*Material for the task*:
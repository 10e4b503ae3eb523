//! End-to-end job flows driven through JobManager

mod common;

use std::time::Duration;

use common::{
    drive_direct_download, drive_download, drive_update, eventually, harness, harness_with,
    wait_for_search, FakeSource, CHAPTER_BODY_LEN,
};
use shelfd::config::JobsConfig;
use shelfd::daemon::jobs::{DownloadStatus, JobError, Poll};
use shelfd::library::StoredChapter;

const TITLE: &str = "The Fake Novel";
const NOVEL_SLUG: &str = "the-fake-novel";
const SOURCE_SLUG: &str = "fake-example";

fn fake_source() -> FakeSource {
    FakeSource::new("fake.example")
        .with_novel(TITLE, 5)
        .with_novel("Another Fake Story", 2)
}

fn no_cooldown() -> JobsConfig {
    JobsConfig {
        update_cooldown_secs: 0,
        ..JobsConfig::default()
    }
}

#[tokio::test]
async fn test_search_reports_progress_then_results() {
    let h = harness(fake_source().with_delay(Duration::from_millis(100)));

    h.manager.create_session(Some("job-1"), Some("fake")).unwrap();
    match h.manager.novels_found(Some("job-1")).unwrap() {
        Poll::Pending(message) => assert!(!message.is_empty()),
        Poll::Ready(_) => panic!("search finished before the source answered"),
    }

    let results = wait_for_search(&h.manager, "job-1").await;
    assert_eq!(results.found, 2);
    assert_eq!(results.query, "fake");
    assert_eq!(results.content[0].title, TITLE);
    assert!(h.manager.services().snapshots.exists("job-1"));
}

#[tokio::test]
async fn test_search_without_hits_is_empty_not_missing() {
    let h = harness(fake_source());
    h.manager.create_session(Some("job-1"), Some("nothing matches")).unwrap();

    let results = wait_for_search(&h.manager, "job-1").await;
    assert_eq!(results.found, 0);
    assert!(results.content.is_empty());
}

#[tokio::test]
async fn test_invalid_session_requests_are_rejected() {
    let h = harness(fake_source());

    assert_eq!(
        h.manager.create_session(Some("job-1"), Some("abc")),
        Err(JobError::QueryTooShort)
    );
    assert_eq!(
        h.manager.create_session(None, Some("fake novel")),
        Err(JobError::MissingJobId)
    );
    assert_eq!(
        h.manager.create_session(Some("job-1"), Some("  ")),
        Err(JobError::MissingQuery)
    );

    // Nothing was registered
    assert_eq!(
        h.manager.novels_found(Some("job-1")),
        Err(JobError::UnknownJob)
    );
    assert_eq!(common::FakeSource::calls(&h.source.search_calls), 0);
}

#[tokio::test]
async fn test_failed_search_crashes_the_job() {
    let h = harness(fake_source());
    h.source.set_fail_search(true);

    h.manager.create_session(Some("job-1"), Some("fake")).unwrap();
    let message = eventually(|| match h.manager.novels_found(Some("job-1")) {
        Err(JobError::AlreadyFinished(message)) => Some(message),
        _ => None,
    })
    .await;
    assert!(message.starts_with("Fail to search novel : "));
    assert!(!h.manager.services().snapshots.exists("job-1"));
}

#[tokio::test]
async fn test_full_download_flow() {
    let h = harness(fake_source());

    h.manager.create_session(Some("job-1"), Some("fake novel")).unwrap();
    wait_for_search(&h.manager, "job-1").await;

    match h.manager.sources_found(Some("job-1"), 0).unwrap() {
        Poll::Ready(listing) => {
            assert_eq!(listing.novel, TITLE);
            assert_eq!(listing.content.len(), 1);
        }
        Poll::Pending(_) => panic!("job should be idle after search"),
    }

    let status = drive_download(&h.manager, "job-1", 0, 0).await;
    assert_eq!(
        status,
        DownloadStatus::Succeeded {
            message: "Successfully downloaded, destroying session".to_string(),
            url: Some(format!("{}/{}", NOVEL_SLUG, SOURCE_SLUG)),
        }
    );

    let dir = h.library.source_dir(NOVEL_SLUG, SOURCE_SLUG);
    for id in 1..=5 {
        assert!(dir.has_chapter(id), "chapter {} missing", id);
    }
    let first: StoredChapter = dir.read_chapter(1).unwrap();
    assert_eq!(first.images.len(), 1);
    let image = first.images.values().next().unwrap();
    assert!(dir.images_dir().join(image).is_file());

    let meta = dir.read_meta().unwrap();
    assert_eq!(meta.title, TITLE);
    assert_eq!(meta.cover.as_deref(), Some("cover.jpg"));
    assert!(meta.last_update_date.is_some());

    let entry = h.manager.services().catalog.get(NOVEL_SLUG).unwrap();
    assert_eq!(entry.sources[0].chapters, 5);

    // Success removes the snapshot, so it cannot be restored
    assert!(!h.manager.services().snapshots.exists("job-1"));
    assert_eq!(h.manager.load_snapshot(Some("job-1")), Err(JobError::NoSnapshot));

    let metrics = h.manager.services().metrics.snapshot();
    assert_eq!(metrics.jobs_succeeded, 1);
    assert_eq!(metrics.chapters_fetched, 5);
}

#[tokio::test]
async fn test_invalid_selection() {
    let h = harness(fake_source());
    h.manager.create_session(Some("job-1"), Some("fake")).unwrap();
    wait_for_search(&h.manager, "job-1").await;

    assert!(matches!(
        h.manager.sources_found(Some("job-1"), 9),
        Err(JobError::InvalidSelection(_))
    ));
    assert!(matches!(
        h.manager.download(Some("job-1"), 0, 3),
        Err(JobError::InvalidSelection(_))
    ));
    // Still usable
    assert!(matches!(
        h.manager.sources_found(Some("job-1"), 1),
        Ok(Poll::Ready(_))
    ));
}

#[tokio::test]
async fn test_crash_keeps_snapshot_for_restore() {
    let h = harness(fake_source());
    h.source.set_fail_chapter(Some(3));

    h.manager.create_session(Some("job-1"), Some("fake novel")).unwrap();
    let before = wait_for_search(&h.manager, "job-1").await;

    match drive_download(&h.manager, "job-1", 0, 0).await {
        DownloadStatus::Failed { message } => assert!(message.starts_with("Download failed : ")),
        other => panic!("expected failure, got {:?}", other),
    }
    assert!(h.manager.services().snapshots.exists("job-1"));

    h.manager.load_snapshot(Some("job-1")).unwrap();
    match h.manager.novels_found(Some("job-1")).unwrap() {
        Poll::Ready(after) => assert_eq!(after, before),
        Poll::Pending(_) => panic!("restored job should be idle"),
    }

    // The restored job can download once the source recovers
    h.source.set_fail_chapter(None);
    let status = drive_download(&h.manager, "job-1", 0, 0).await;
    assert!(matches!(status, DownloadStatus::Succeeded { .. }));
}

#[tokio::test]
async fn test_retry_fetches_images_of_chapters_stored_before_crash() {
    let config = JobsConfig {
        workers: 1,
        ..JobsConfig::default()
    };
    let h = harness_with(fake_source(), config);
    h.source.set_fail_chapter(Some(3));

    h.manager.create_session(Some("job-1"), Some("fake novel")).unwrap();
    wait_for_search(&h.manager, "job-1").await;
    assert!(matches!(
        drive_download(&h.manager, "job-1", 0, 0).await,
        DownloadStatus::Failed { .. }
    ));

    // One worker: chapters 1 and 2 were stored before chapter 3 failed
    let dir = h.library.source_dir(NOVEL_SLUG, SOURCE_SLUG);
    assert!(dir.has_chapter(1));
    let image = dir.read_chapter(1).unwrap().images.into_values().next().unwrap();
    assert!(!dir.has_image(&image));
    assert_eq!(common::FakeSource::calls(&h.source.image_calls), 0);

    h.manager.load_snapshot(Some("job-1")).unwrap();
    h.source.set_fail_chapter(None);
    let status = drive_download(&h.manager, "job-1", 0, 0).await;
    assert!(matches!(status, DownloadStatus::Succeeded { .. }));

    // Chapter 1's image plus the cover
    assert!(dir.has_image(&image));
    assert_eq!(common::FakeSource::calls(&h.source.image_calls), 2);
    assert_eq!(dir.read_meta().unwrap().cover.as_deref(), Some("cover.jpg"));
}

#[tokio::test]
async fn test_load_snapshot_rejections() {
    let h = harness(fake_source().with_delay(Duration::from_millis(100)));

    assert_eq!(h.manager.load_snapshot(None), Err(JobError::InvalidJobId));
    assert_eq!(h.manager.load_snapshot(Some("nope")), Err(JobError::InvalidJobId));

    h.manager.create_session(Some("job-1"), Some("fake")).unwrap();
    assert_eq!(h.manager.load_snapshot(Some("job-1")), Err(JobError::NotFinished));
}

#[tokio::test]
async fn test_direct_download_reuse_and_overwrite() {
    let h = harness(fake_source());
    let url = h.source.novel_url(TITLE);

    let first = drive_direct_download(&h.manager, "dl", &url).await;
    let expected_url = Some(format!("{}/{}", NOVEL_SLUG, SOURCE_SLUG));
    match &first {
        DownloadStatus::Succeeded { url, .. } => assert_eq!(url, &expected_url),
        other => panic!("expected success, got {:?}", other),
    }
    let novel_calls = common::FakeSource::calls(&h.source.novel_calls);

    // Same URL: the finished record answers, nothing is fetched
    assert_eq!(
        h.manager.direct_download(Some("dl"), Some(&url)).unwrap(),
        first
    );
    assert_eq!(common::FakeSource::calls(&h.source.novel_calls), novel_calls);

    // Different URL: a new job replaces the finished one
    let other = h.source.novel_url("Another Fake Story");
    assert!(matches!(
        h.manager.direct_download(Some("dl"), Some(&other)).unwrap(),
        DownloadStatus::Pending(_)
    ));
    match drive_direct_download(&h.manager, "dl", &other).await {
        DownloadStatus::Succeeded { url, .. } => {
            assert_eq!(url, Some(format!("another-fake-story/{}", SOURCE_SLUG)))
        }
        other => panic!("expected success, got {:?}", other),
    }
}

#[tokio::test]
async fn test_direct_download_rejects_bad_urls() {
    let h = harness(fake_source());
    assert_eq!(
        h.manager.direct_download(Some("dl"), None),
        Err(JobError::MissingUrl)
    );
    assert_eq!(
        h.manager.direct_download(Some("dl"), Some("ftp://fake.example/x")),
        Err(JobError::InvalidUrl)
    );

    // Unknown site crashes the job instead of rejecting the request
    let status = drive_direct_download(&h.manager, "dl", "https://unknown.example/n").await;
    match status {
        DownloadStatus::Failed { message } => {
            assert!(message.starts_with("Fail to init source : "))
        }
        other => panic!("expected failure, got {:?}", other),
    }
}

#[tokio::test]
async fn test_update_without_changes_fetches_nothing() {
    let h = harness_with(fake_source(), no_cooldown());
    let url = h.source.novel_url(TITLE);
    drive_direct_download(&h.manager, "dl", &url).await;
    let chapter_calls = common::FakeSource::calls(&h.source.chapter_calls);

    let (success, message) = drive_update(&h.manager, "up-1", &url).await;
    assert!(success);
    assert_eq!(message, "No new chapters");
    assert_eq!(common::FakeSource::calls(&h.source.chapter_calls), chapter_calls);
    assert_eq!(h.manager.services().metrics.snapshot().updates_without_changes, 1);
}

#[tokio::test]
async fn test_update_refetches_corrupted_and_new_chapters() {
    let h = harness_with(fake_source(), no_cooldown());
    let url = h.source.novel_url(TITLE);
    drive_direct_download(&h.manager, "dl", &url).await;
    let chapter_calls = common::FakeSource::calls(&h.source.chapter_calls);

    let dir = h.library.source_dir(NOVEL_SLUG, SOURCE_SLUG);
    let mut broken = dir.read_chapter(2).unwrap();
    broken.body = "too short".to_string();
    dir.write_chapter(&broken).unwrap();
    h.source.set_chapters(TITLE, 7);

    let (success, message) = drive_update(&h.manager, "up-1", &url).await;
    assert!(success, "update failed: {}", message);

    // Chapter 2 plus the two new ones
    assert_eq!(
        common::FakeSource::calls(&h.source.chapter_calls),
        chapter_calls + 3
    );
    assert_eq!(dir.read_chapter(2).unwrap().body.len(), CHAPTER_BODY_LEN);
    assert!(dir.has_chapter(7));
    assert_eq!(dir.read_meta().unwrap().chapters.len(), 7);
    assert_eq!(h.manager.services().metrics.snapshot().chapters_repaired, 1);
}

#[tokio::test]
async fn test_update_keeps_stored_cover() {
    let h = harness_with(fake_source(), no_cooldown());
    let url = h.source.novel_url(TITLE);
    drive_direct_download(&h.manager, "dl", &url).await;

    let dir = h.library.source_dir(NOVEL_SLUG, SOURCE_SLUG);
    let mut broken = dir.read_chapter(4).unwrap();
    broken.body.clear();
    dir.write_chapter(&broken).unwrap();
    let image_calls = common::FakeSource::calls(&h.source.image_calls);
    h.source.set_fail_images(true);

    let (success, message) = drive_update(&h.manager, "up-1", &url).await;
    assert!(success, "update failed: {}", message);
    assert_eq!(dir.read_meta().unwrap().cover.as_deref(), Some("cover.jpg"));
    assert!(dir.path().join("cover.jpg").is_file());
    assert_eq!(common::FakeSource::calls(&h.source.image_calls), image_calls);
}

#[tokio::test]
async fn test_update_cooldown() {
    let h = harness(fake_source());
    let url = h.source.novel_url(TITLE);
    drive_direct_download(&h.manager, "dl", &url).await;

    assert_eq!(
        h.manager.update(Some("up-1"), Some(&url)),
        Err(JobError::RecentlyUpdated)
    );
    assert_eq!(h.manager.update(Some("up-1"), None), Err(JobError::MissingUrl));
}

#[tokio::test]
async fn test_stats_track_jobs() {
    let h = harness(fake_source());
    h.manager.create_session(Some("job-1"), Some("fake")).unwrap();
    wait_for_search(&h.manager, "job-1").await;

    let stats = h.manager.stats();
    assert_eq!(stats.active_jobs, 1);
    assert_eq!(stats.finished_jobs, 0);
    assert_eq!(stats.snapshots, 1);
    assert_eq!(stats.sources, 1);
}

*Problem to work on*: All lines in the records with the string "shelfd" should be copied out.

*Response to this task*:
use shelfd::config::JobsConfig;
use shelfd::daemon::jobs::{DownloadStatus, JobError, Poll};
use shelfd::library::StoredChapter;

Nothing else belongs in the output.